Recebi uma carta de Sara contando as últimas novidades - meus pais ainda não haviam matado um ao outro, mas brigas continuavam. Escrevi-lhe de volta dizendo que apesar de nossa distância, eu começava a sentir-me levemente feliz por ter me mudado, começava a entender que talvez as coisas realmente tivessem que acontecer dessa maneira.

Querida Sara,
Tenho sentido tanto sua falta...
Queria poder te abraçar agora e te ouvir dizer que é só uma fase. Que tudo isso vai
passar e em breve estaremos juntas outra vez.
Queria, pelo menos, poder ter certeza de que você está feliz...
Ás vezes me sinto tão egoísta, amiga. Quando me pego sorrindo e me divertindo
com as pessoas que conheci aqui. Sinto como se eu estivesse te traindo, como se eu estivesse te deixando para trás... Me perdoe, Sara, por favor! Mas ultimamente tenho me sentido tão... feliz, como jamais me senti antes. É sério. É tanta felicidade que me assusta, nem parece real.

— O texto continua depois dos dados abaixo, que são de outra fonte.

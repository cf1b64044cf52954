use crate::{
    auth::{hash_password, verify_password, MIN_PASSWORD_LENGTH},
    db::DbPool,
    entities::{parse_code, session, user, UserRole},
    errors::ServiceError,
    services::customers::normalize_email,
};
use chrono::Utc;
use sea_orm::{
    ActiveModelTrait, ColumnTrait, EntityTrait, QueryFilter, QueryOrder, Set, TransactionTrait,
};
use serde::Deserialize;
use std::sync::Arc;
use tokio::sync::OnceCell;
use tracing::{info, instrument, warn};
use utoipa::ToSchema;
use uuid::Uuid;
use validator::Validate;

#[derive(Debug, Clone, Deserialize, Validate, ToSchema)]
pub struct CreateUser {
    #[validate(length(min = 1, max = 120, message = "Name must be between 1 and 120 characters"))]
    pub name: String,
    #[validate(email(message = "Invalid email address"))]
    pub email: String,
    #[validate(length(min = 8, message = "Password must be at least 8 characters"))]
    pub password: String,
    /// `admin` or `editor`
    #[schema(example = "editor")]
    pub role: String,
}

#[derive(Debug, Clone, Default, Deserialize, Validate, ToSchema)]
pub struct UpdateUser {
    #[validate(length(min = 1, max = 120, message = "Name must be between 1 and 120 characters"))]
    pub name: Option<String>,
    pub role: Option<String>,
    pub is_active: Option<bool>,
    #[validate(length(min = 8, message = "Password must be at least 8 characters"))]
    pub password: Option<String>,
}

#[derive(Debug, Clone, Deserialize, Validate, ToSchema)]
pub struct LoginRequest {
    #[validate(length(min = 1, message = "Email is required"))]
    pub email: String,
    #[validate(length(min = 1, message = "Password is required"))]
    pub password: String,
}

fn parse_role(raw: &str) -> Result<UserRole, ServiceError> {
    parse_code(raw).ok_or_else(|| ServiceError::ValidationError(format!("Unknown role '{}'", raw.trim())))
}

/// Back-office account management and credential checks
#[derive(Clone)]
pub struct UserService {
    db_pool: Arc<DbPool>,
    /// Hash verified against when the email is unknown, so both paths cost one Argon2 run
    dummy_hash: Arc<OnceCell<String>>,
}

impl UserService {
    pub fn new(db_pool: Arc<DbPool>) -> Self {
        Self {
            db_pool,
            dummy_hash: Arc::new(OnceCell::new()),
        }
    }

    async fn dummy_hash(&self) -> Result<&str, ServiceError> {
        let hash = self
            .dummy_hash
            .get_or_try_init(|| async { hash_password("unknown-account-placeholder") })
            .await?;
        Ok(hash.as_str())
    }

    #[instrument(skip(self))]
    pub async fn list(&self) -> Result<Vec<user::Model>, ServiceError> {
        let db = &*self.db_pool;
        Ok(user::Entity::find()
            .order_by_asc(user::Column::Name)
            .all(db)
            .await?)
    }

    pub async fn get(&self, id: Uuid) -> Result<user::Model, ServiceError> {
        let db = &*self.db_pool;
        user::Entity::find_by_id(id)
            .one(db)
            .await?
            .ok_or_else(|| ServiceError::NotFound(format!("User {} not found", id)))
    }

    pub async fn find_by_email(&self, email: &str) -> Result<Option<user::Model>, ServiceError> {
        let db = &*self.db_pool;
        Ok(user::Entity::find()
            .filter(user::Column::Email.eq(normalize_email(email)))
            .one(db)
            .await?)
    }

    #[instrument(skip(self, input), fields(email = %input.email))]
    pub async fn create(&self, input: CreateUser) -> Result<user::Model, ServiceError> {
        input.validate()?;
        let role = parse_role(&input.role)?;
        let email = normalize_email(&input.email);

        if self.find_by_email(&email).await?.is_some() {
            return Err(ServiceError::Conflict(format!(
                "A user with email {} already exists",
                email
            )));
        }

        let password_hash = hash_password(&input.password)?;
        let now = Utc::now();
        let model = user::ActiveModel {
            id: Set(Uuid::new_v4()),
            name: Set(input.name.trim().to_string()),
            email: Set(email.clone()),
            password_hash: Set(password_hash),
            role: Set(role),
            is_active: Set(true),
            last_login_at: Set(None),
            created_at: Set(now),
            updated_at: Set(now),
        };

        let db = &*self.db_pool;
        let created = model.insert(db).await.map_err(|e| {
            ServiceError::from_db_with_conflict(e, format!("A user with email {} already exists", email))
        })?;
        info!(user_id = %created.id, role = ?created.role, "user created");
        Ok(created)
    }

    /// Updates a user on behalf of `acting_user_id`. Admins cannot demote or
    /// deactivate themselves; deactivation ends all sessions of the target.
    #[instrument(skip(self, input))]
    pub async fn update(
        &self,
        acting_user_id: Uuid,
        id: Uuid,
        input: UpdateUser,
    ) -> Result<user::Model, ServiceError> {
        input.validate()?;
        let existing = self.get(id).await?;
        let role = input.role.as_deref().map(parse_role).transpose()?;

        if acting_user_id == id {
            if input.is_active == Some(false) {
                return Err(ServiceError::InvalidOperation(
                    "You cannot deactivate your own account".into(),
                ));
            }
            if matches!(role, Some(r) if r != existing.role) {
                return Err(ServiceError::InvalidOperation(
                    "You cannot change your own role".into(),
                ));
            }
        }

        let deactivating = existing.is_active && input.is_active == Some(false);
        let mut model: user::ActiveModel = existing.into();
        if let Some(name) = input.name {
            model.name = Set(name.trim().to_string());
        }
        if let Some(role) = role {
            model.role = Set(role);
        }
        if let Some(active) = input.is_active {
            model.is_active = Set(active);
        }
        if let Some(password) = input.password {
            model.password_hash = Set(hash_password(&password)?);
        }
        model.updated_at = Set(Utc::now());

        let db = &*self.db_pool;
        let txn = db.begin().await?;
        let updated = model.update(&txn).await?;
        if deactivating {
            let removed = session::Entity::delete_many()
                .filter(session::Column::UserId.eq(id))
                .exec(&txn)
                .await?;
            info!(user_id = %id, sessions = removed.rows_affected, "user deactivated");
        }
        txn.commit().await?;

        Ok(updated)
    }

    /// Checks credentials. Unknown email, wrong password and inactive
    /// accounts all produce the same error.
    #[instrument(skip(self, password))]
    pub async fn authenticate(&self, email: &str, password: &str) -> Result<user::Model, ServiceError> {
        let invalid = || ServiceError::Unauthorized("Invalid email or password".to_string());

        let Some(user) = self.find_by_email(email).await? else {
            let _ = verify_password(password, self.dummy_hash().await?);
            return Err(invalid());
        };
        if !verify_password(password, &user.password_hash) {
            warn!(user_id = %user.id, "failed login attempt");
            return Err(invalid());
        }
        if !user.is_active {
            warn!(user_id = %user.id, "login attempt on inactive account");
            return Err(invalid());
        }
        Ok(user)
    }

    pub async fn record_login(&self, user: user::Model) -> Result<user::Model, ServiceError> {
        let db = &*self.db_pool;
        let mut model: user::ActiveModel = user.into();
        model.last_login_at = Set(Some(Utc::now()));
        Ok(model.update(db).await?)
    }

    /// Creates an admin account unless one with this email already exists.
    /// Returns `true` when a user was created.
    #[instrument(skip(self, password))]
    pub async fn ensure_admin(&self, email: &str, name: &str, password: &str) -> Result<bool, ServiceError> {
        if password.chars().count() < MIN_PASSWORD_LENGTH {
            return Err(ServiceError::ValidationError(format!(
                "Password must be at least {} characters",
                MIN_PASSWORD_LENGTH
            )));
        }
        if self.find_by_email(email).await?.is_some() {
            return Ok(false);
        }
        self.create(CreateUser {
            name: name.to_string(),
            email: email.to_string(),
            password: password.to_string(),
            role: "admin".into(),
        })
        .await?;
        Ok(true)
    }
}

Chego a pensar que talvez as coisas tivessem mesmo que mudar dessa maneira, que talvez Campos não fosse mesmo o meu lugar no mundo... ah... mas se não é o meu, também não pode ser o seu, porque ainda acredito que nosso lugar é pra sempre junto uma da outra.

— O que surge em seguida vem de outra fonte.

use axum::{
    extract::Request,
    http::{header, HeaderName, HeaderValue},
    middleware::Next,
    response::Response,
};

/// Baseline response headers for the JSON API and document downloads.
///
/// Responses from the back-office (`/api/cms`, `/api/auth`) carry customer data
/// and are marked `no-store`.
pub async fn security_headers_middleware(req: Request, next: Next) -> Response {
    let private = {
        let path = req.uri().path();
        path.starts_with("/api/cms") || path.starts_with("/api/auth")
    };

    let mut res = next.run(req).await;
    let headers = res.headers_mut();

    headers.insert(
        HeaderName::from_static("x-content-type-options"),
        HeaderValue::from_static("nosniff"),
    );
    headers.insert(
        HeaderName::from_static("x-frame-options"),
        HeaderValue::from_static("DENY"),
    );
    headers.insert(
        HeaderName::from_static("referrer-policy"),
        HeaderValue::from_static("strict-origin-when-cross-origin"),
    );

    if private && !headers.contains_key(header::CACHE_CONTROL) {
        headers.insert(header::CACHE_CONTROL, HeaderValue::from_static("no-store"));
    }

    res
}

#[cfg(test)]
mod tests {
    use super::*;
    use axum::{body::Body, http::Request as HttpRequest, routing::get, Router};
    use tower::ServiceExt;

    fn app() -> Router {
        Router::new()
            .route("/api/cms/customers", get(|| async { "ok" }))
            .route("/api/public/products", get(|| async { "ok" }))
            .layer(axum::middleware::from_fn(security_headers_middleware))
    }

    #[tokio::test]
    async fn cms_responses_are_not_cached() {
        let res = app()
            .oneshot(
                HttpRequest::builder()
                    .uri("/api/cms/customers")
                    .body(Body::empty())
                    .unwrap(),
            )
            .await
            .unwrap();
        assert_eq!(res.headers().get(header::CACHE_CONTROL).unwrap(), "no-store");
        assert_eq!(res.headers().get("x-content-type-options").unwrap(), "nosniff");
    }

    #[tokio::test]
    async fn public_responses_keep_default_caching() {
        let res = app()
            .oneshot(
                HttpRequest::builder()
                    .uri("/api/public/products")
                    .body(Body::empty())
                    .unwrap(),
            )
            .await
            .unwrap();
        assert!(res.headers().get(header::CACHE_CONTROL).is_none());
    }
}
//! Builds report documents for the export endpoints from the same filters the
//! list endpoints use.

use crate::{
    entities::{customer, product},
    errors::ServiceError,
    reports::{ReportColumn, ReportDocument},
    services::{
        customers::{CustomerFilter, CustomerService},
        orders::{OrderDetail, OrderFilter, OrderItemDetail, OrderService, OrderSummary},
        products::{ProductFilter, ProductService},
    },
};
use rust_decimal::Decimal;
use std::collections::HashMap;
use tracing::{info, instrument};
use uuid::Uuid;

fn money(value: Decimal) -> String {
    format!("{:.2}", value)
}

fn opt(value: &Option<String>) -> String {
    value.clone().unwrap_or_default()
}

fn yes_no(value: bool) -> String {
    if value { "Yes" } else { "No" }.to_string()
}

fn filter_lines(pairs: &[(&str, Option<String>)]) -> Vec<(String, String)> {
    pairs
        .iter()
        .filter_map(|(label, value)| {
            crate::services::non_empty(value.as_deref())
                .map(|v| (label.to_string(), v.to_string()))
        })
        .collect()
}

fn customer_filter_lines(filter: &CustomerFilter) -> Vec<(String, String)> {
    filter_lines(&[
        ("Search", filter.search.clone()),
        ("Business type", filter.business_type.clone()),
        ("City", filter.city.clone()),
        ("Active", filter.is_active.map(yes_no)),
    ])
}

fn product_filter_lines(filter: &ProductFilter) -> Vec<(String, String)> {
    filter_lines(&[
        ("Search", filter.search.clone()),
        ("Category", filter.category.clone()),
        ("Brand", filter.brand.clone()),
        ("Active", filter.is_active.map(yes_no)),
        ("Min price", filter.min_price.map(money)),
        ("Max price", filter.max_price.map(money)),
    ])
}
impl OrderFilter {
    pub fn condition(&self) -> Result<Condition, ServiceError> {
        let mut cond = Condition::all();

        if let Some(raw) = non_empty(self.status.as_deref()) {
            cond = cond.add(order::Column::Status.eq(parse_status(raw)?));
        }
        if let Some(customer_id) = self.customer_id {
            cond = cond.add(order::Column::CustomerId.eq(customer_id));
        }
        if let (Some(from), Some(to)) = (self.date_from, self.date_to) {
            if from > to {
                return Err(ServiceError::ValidationError(
                    "date_from cannot be after date_to".into(),
                ));
            }
        }
        if let Some(from) = self.date_from {
            cond = cond.add(order::Column::CreatedAt.gte(day_start(from)));
        }
        if let Some(to) = self.date_to {
            cond = cond.add(order::Column::CreatedAt.lt(day_end_exclusive(to)));
        }
        if let Some(term) = non_empty(self.search.as_deref()) {
            cond = cond.add(
                Condition::any()
                    .add(contains_ci((order::Entity, order::Column::OrderNumber), term))
                    .add(contains_ci(
                        (customer::Entity, customer::Column::BusinessName),
                        term,
                    )),
            );
        }

        Ok(cond)
    }
}

pub(crate) fn parse_status(raw: &str) -> Result<OrderStatus, ServiceError> {
    parse_code(raw)
        .ok_or_else(|| ServiceError::ValidationError(format!("Unknown order status '{}'", raw.trim())))
}

/// Generates a `REQ-YYYYMMDD-XXXXXX` order number
pub fn generate_order_number() -> String {
    let suffix: String = rand::thread_rng()
        .sample_iter(&Alphanumeric)
        .take(6)
        .map(|c| char::from(c).to_ascii_uppercase())
        .collect();
    format!("REQ-{}-{}", Utc::now().format("%Y%m%d"), suffix)
}

#[derive(Debug, Clone, Deserialize, Serialize, Validate, ToSchema)]
pub struct OrderLineInput {
    pub product_id: Uuid,
    #[validate(range(min = 1, max = 10000, message = "Quantity must be between 1 and 10000"))]
    pub quantity: i32,
}

/// Order created by staff from the CMS
#[derive(Debug, Clone, Deserialize, Validate, ToSchema)]
pub struct CreateOrder {
    pub customer_id: Uuid,
    #[validate(length(min = 1, message = "At least one item is required"))]
    pub items: Vec<OrderLineInput>,
    pub notes: Option<String>,
    pub requested_delivery_date: Option<NaiveDate>,
}

/// Request form submitted from the public website
#[derive(Debug, Clone, Deserialize, Validate, ToSchema)]
pub struct PublicOrderRequest {
    #[validate(length(min = 1, max = 200, message = "Business name must be between 1 and 200 characters"))]
    pub business_name: String,
    #[validate(length(max = 200))]
    pub contact_name: Option<String>,
    #[validate(email(message = "Invalid email address"))]
    pub email: String,
    #[validate(length(max = 50))]
    pub phone: Option<String>,
    pub address: Option<String>,
    #[validate(length(max = 120))]
    pub city: Option<String>,
    /// Code or label of the business type
    pub business_type: String,
    #[validate(length(min = 1, message = "At least one item is required"))]
    pub items: Vec<OrderLineInput>,
    pub notes: Option<String>,
    pub requested_delivery_date: Option<NaiveDate>,
}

Me escreva logo, está bem? Quero saber de você, e seja sincera, por favor, não me
venha com mais uma carta impregnada de falso entusiasmo pela vida. Saberei se estiver mentindo.
Beijos, te amo!
Ísi.

Voltei ao Lar Santa Inês e seu João tinha algumas poesias para serem transcritas em seu caderno. Ele era realmente muito bom com as palavras. Georgina pareceu-me meio
enciumada ao me ver dando atenção ao seu João. Quando ficamos sozinhas, enquanto
dávamos um passeio pelas ruazinhas do jardim da fonte, ela disse que não gostava dele , e que não era uma boa ideia que eu passasse tanto tempo na companhia de um velho metido a intelectual, que eu devia gastar esse tempo com ela.
Em casa eu via Lena com uma frequência cada vez menor, não que ela estivesse trabalhando mais. Mas porque todo tempo que tinha fora do hospital e do asilo era dedicado exclusivamente a Jéssica. Não vou negar que senti uma pontada de ciúmes algumas vezes, mas não podia culpar Lena, a sobrinha de Marcos era realmente uma criança cativante. Lena costumava levá-la para passear na lagoa Rodrigues de Freitas. Às vezes Suzana ia junto, até mesmo Marcos e eu chegamos a acompanhá-las num dos passeios. Jéssica poderia ser filha da
minha irmã, se não tivesse todos os traços físicos de Suzana. Acho que a semelhança física era a única coisa que deixava bem claro que Jéssi pertencia a Suz, pois o restante dela pertencia inteiramente a Lena.